Q: So, if you had a soundtrack to your life, what would be on it?


A: There would probably be some angry girl music—lots of riot grrrl songs like “Carnival” by Bikini Kill. Then there would be some Beach Boys and Joni Mitchell, too—songs that remind me of my childhood in California.


Q: What was your favorite thing about Sassy?


A: It was like the cool older sister I never had. I’ve never been really crafty, but I remember all the clothing tutorials in the magazine and definitely made the pillowcase dress once. I think I made it out of a non-king size pillow case, which frightens me because I can’t even imagine how short that dress must have been.


Q: These days, you follow the blogs pretty heavily. What’s your jam right now?


A: I’ve been really obsessed with Taylor-Ruth Baldwin’s Tumblr called Hanging Rock Comics lately. She’s 17, from Indiana, and draws these comics. They’re super angsty and deal with teenage life—being unpopular, pondering about whether or not this is the best time of your life and what that means, gaining freedom, fear of growing older. It’s all very poignant.

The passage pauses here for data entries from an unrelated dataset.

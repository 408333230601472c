//! Demo mode controller
//!
//! Plays the game by keeping the avatar's bottom edge just above the lower
//! edge of the next opening: it requests an impulse whenever the avatar is
//! falling and would otherwise drop below that line on the next tick.

use super::state::World;

#[derive(Debug, Clone, Copy)]
pub struct Autopilot {
    /// Clearance kept above the lower edge of the opening
    pub margin: f32,
}

impl Default for Autopilot {
    fn default() -> Self {
        Self { margin: 20.0 }
    }
}

impl Autopilot {
    /// y the avatar's bottom edge should stay above
    pub fn target_line(&self, world: &World) -> f32 {
        let avatar_left = world.avatar.pos.x;
        world
            .obstacles
            .iter()
            .find(|pair| pair.right() >= avatar_left)
            .map(|pair| pair.gap().1)
            // Nothing ahead: hover in the lower middle of the playfield
            .unwrap_or(world.config.floor_line() - world.config.gap_size / 2.0)
            - self.margin
    }

    /// Whether to request an impulse before the next tick
    pub fn decide(&self, world: &World) -> bool {
        if !world.alive {
            return false;
        }
        let avatar = &world.avatar;
        if avatar.velocity < 0.0 {
            return false;
        }
        let next_bottom = avatar.rect().bottom() + avatar.velocity + world.config.gravity;
        next_bottom >= self.target_line(world)
    }
}
//! Error types for backend download clients.
//!
//! Status queries never return these; a failing query yields a
//! [`DownloadStatus`](super::DownloadStatus) in the `error` state instead.
//! Errors surface only from submission and client construction.

use thiserror::Error;

/// Errors raised by a backend download client.
#[derive(Debug, Error)]
pub enum ClientError {
    /// The backend rejected the configured credentials.
    #[error("{client} authentication failed ({reason})")]
    Auth {
        /// Client display name (e.g., "qBittorrent").
        client: String,
        /// What the backend answered.
        reason: String,
    },

    /// The backend could not be reached.
    #[error("cannot connect to {client} at {url}: {source}")]
    Connection {
        client: String,
        url: String,
        #[source]
        source: reqwest::Error,
    },

    /// A request did not finish within the client's timeout.
    #[error("{client} request timed out at {url}")]
    Timeout { client: String, url: String },

    /// The backend answered with an unexpected HTTP status or body.
    #[error("{client} API request failed: {message}")]
    Api { client: String, message: String },

    /// No info-hash could be derived from the submitted URL.
    #[error("could not determine torrent hash from URL: {url}")]
    UnknownHash { url: String },

    /// A `.torrent` URL could not be fetched or did not hold a usable torrent.
    #[error("invalid torrent at {url}: {message}")]
    InvalidTorrent { url: String, message: String },

    /// The backend refused to add the download.
    #[error("{client} rejected download: {reason}")]
    Rejected { client: String, reason: String },

    /// The client configuration is unusable.
    #[error("invalid {client} configuration: {message}")]
    Config { client: String, message: String },
}

impl ClientError {
    /// Creates an authentication error.
    pub fn auth(client: impl Into<String>, reason: impl Into<String>) -> Self {
        Self::Auth {
            client: client.into(),
            reason: reason.into(),
        }
    }

    /// Maps a transport error to `Timeout` or `Connection`.
    pub fn transport(client: impl Into<String>, url: impl Into<String>, source: reqwest::Error) -> Self {
        if source.is_timeout() {
            Self::Timeout {
                client: client.into(),
                url: url.into(),
            }
        } else {
            Self::Connection {
                client: client.into(),
                url: url.into(),
                source,
            }
        }
    }

    /// Creates an API error.
    pub fn api(client: impl Into<String>, message: impl Into<String>) -> Self {
        Self::Api {
            client: client.into(),
            message: message.into(),
        }
    }

    /// Creates an unknown-hash error.
    pub fn unknown_hash(url: impl Into<String>) -> Self {
        Self::UnknownHash { url: url.into() }
    }

    /// Creates an invalid-torrent error.
    pub fn invalid_torrent(url: impl Into<String>, message: impl Into<String>) -> Self {
        Self::InvalidTorrent {
            url: url.into(),
            message: message.into(),
        }
    }

    /// Creates a rejection error.
    pub fn rejected(client: impl Into<String>, reason: impl Into<String>) -> Self {
        Self::Rejected {
            client: client.into(),
            reason: reason.into(),
        }
    }

    /// Creates a configuration error.
    pub fn config(client: impl Into<String>, message: impl Into<String>) -> Self {
        Self::Config {
            client: client.into(),
            message: message.into(),
        }
    }
}
//! Normalized download status shared by every backend client.

use std::fmt;

use serde::{Deserialize, Serialize};

const BYTES_PER_MB: f64 = 1024.0 * 1024.0;

/// Normalized state of a download, independent of the backend's own vocabulary.
#[derive(Debug, Clone, Copy, Default, PartialEq, Eq, Hash, Serialize, Deserialize)]
#[serde(rename_all = "lowercase")]
pub enum DownloadState {
    Downloading,
    Seeding,
    Paused,
    Queued,
    Checking,
    /// Server-side post-processing (moving, verifying, extracting).
    Processing,
    Complete,
    Error,
    #[default]
    Unknown,
}

impl DownloadState {
    #[must_use]
    pub fn as_str(self) -> &'static str {
        match self {
            Self::Downloading => "downloading",
            Self::Seeding => "seeding",
            Self::Paused => "paused",
            Self::Queued => "queued",
            Self::Checking => "checking",
            Self::Processing => "processing",
            Self::Complete => "complete",
            Self::Error => "error",
            Self::Unknown => "unknown",
        }
    }
}

impl fmt::Display for DownloadState {
    fn fmt(&self, f: &mut fmt::Formatter<'_>) -> fmt::Result {
        f.write_str(self.as_str())
    }
}

/// Snapshot of a download's progress as reported by a backend client.
///
/// Every poll produces a fresh value; snapshots are never updated in place.
#[derive(Debug, Clone, Default, PartialEq, Serialize, Deserialize)]
pub struct DownloadStatus {
    /// Percent complete, 0 to 100.
    pub progress: f64,
    pub state: DownloadState,
    /// Backend-supplied message, shown verbatim when present.
    pub message: Option<String>,
    /// True when the backend considers the transfer finished. May be paired
    /// with [`DownloadState::Error`] for "finished, but failed".
    pub complete: bool,
    /// Path of the finished download as seen by the backend.
    pub file_path: Option<String>,
    /// Bytes per second.
    pub download_speed: Option<u64>,
    /// Seconds remaining.
    pub eta: Option<u64>,
}

impl DownloadStatus {
    #[must_use]
    pub fn new(progress: f64, state: DownloadState) -> Self {
        Self {
            progress,
            state,
            ..Self::default()
        }
    }

    /// An `error` snapshot carrying `message`.
    #[must_use]
    pub fn error(message: impl Into<String>) -> Self {
        Self {
            state: DownloadState::Error,
            message: Some(message.into()),
            ..Self::default()
        }
    }

    /// A finished snapshot at 100% with an optional resolved path.
    #[must_use]
    pub fn completed(file_path: Option<String>) -> Self {
        Self {
            progress: 100.0,
            state: DownloadState::Complete,
            message: Some("Complete".to_string()),
            complete: true,
            file_path,
            ..Self::default()
        }
    }

    #[must_use]
    pub fn with_message(mut self, message: impl Into<String>) -> Self {
        self.message = Some(message.into());
        self
    }

    #[must_use]
    pub fn with_speed(mut self, bytes_per_sec: u64) -> Self {
        self.download_speed = Some(bytes_per_sec);
        self
    }

    #[must_use]
    pub fn with_eta(mut self, seconds: u64) -> Self {
        self.eta = Some(seconds);
        self
    }

    #[must_use]
    pub fn is_error(&self) -> bool {
        self.state == DownloadState::Error
    }

    /// Human-readable progress line: the backend message when it sent one,
    /// otherwise e.g. `"42% (1.5 MB/s) - 3m left"`.
    #[must_use]
    pub fn display_message(&self) -> String {
        match self.message.as_deref() {
            Some(message) if !message.is_empty() => message.to_string(),
            _ => self.progress_message(),
        }
    }

    /// Synthesizes a progress line from percentage, speed and ETA.
    #[must_use]
    pub fn progress_message(&self) -> String {
        let mut msg = format!("{:.0}%", self.progress);

        if let Some(speed) = self.download_speed.filter(|s| *s > 0) {
            #[allow(clippy::cast_precision_loss)]
            let mb = speed as f64 / BYTES_PER_MB;
            msg.push_str(&format!(" ({mb:.1} MB/s)"));
        }

        if let Some(eta) = self.eta.filter(|e| *e > 0) {
            msg.push_str(" - ");
            msg.push_str(&format_eta(eta));
        }

        msg
    }
}

fn format_eta(seconds: u64) -> String {
    match seconds {
        0..60 => format!("{seconds}s left"),
        60..3600 => format!("{}m left", seconds / 60),
        _ => format!("{}h {}m left", seconds / 3600, (seconds % 3600) / 60),
    }
}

Q: Who are your favorite up-and-coming designers?


A: I was in Germany recently and bought some Henrik Vibskov stuff for the first time. It was sort of like a when-in-Rome moment—I always get really native when I travel. So my version of going native in Germany was wearing Henrik Vibskov. When I was in India, I was totally wearing harem pants without any sense of irony.


Q: I heard you have a crazy-amazing story you about our first ALL Knitwear hat.


A: The afternoon I got it, I put it on and went to the gourmet grocery store in my neighborhood. And another girl had it on too. I saw her walking in, and we both went, “Of a Kind!!!” Someone at the grocery store made us take a picture. I kind of wish I had that photo because I was wearing the hat with a fur coat and sweatpants.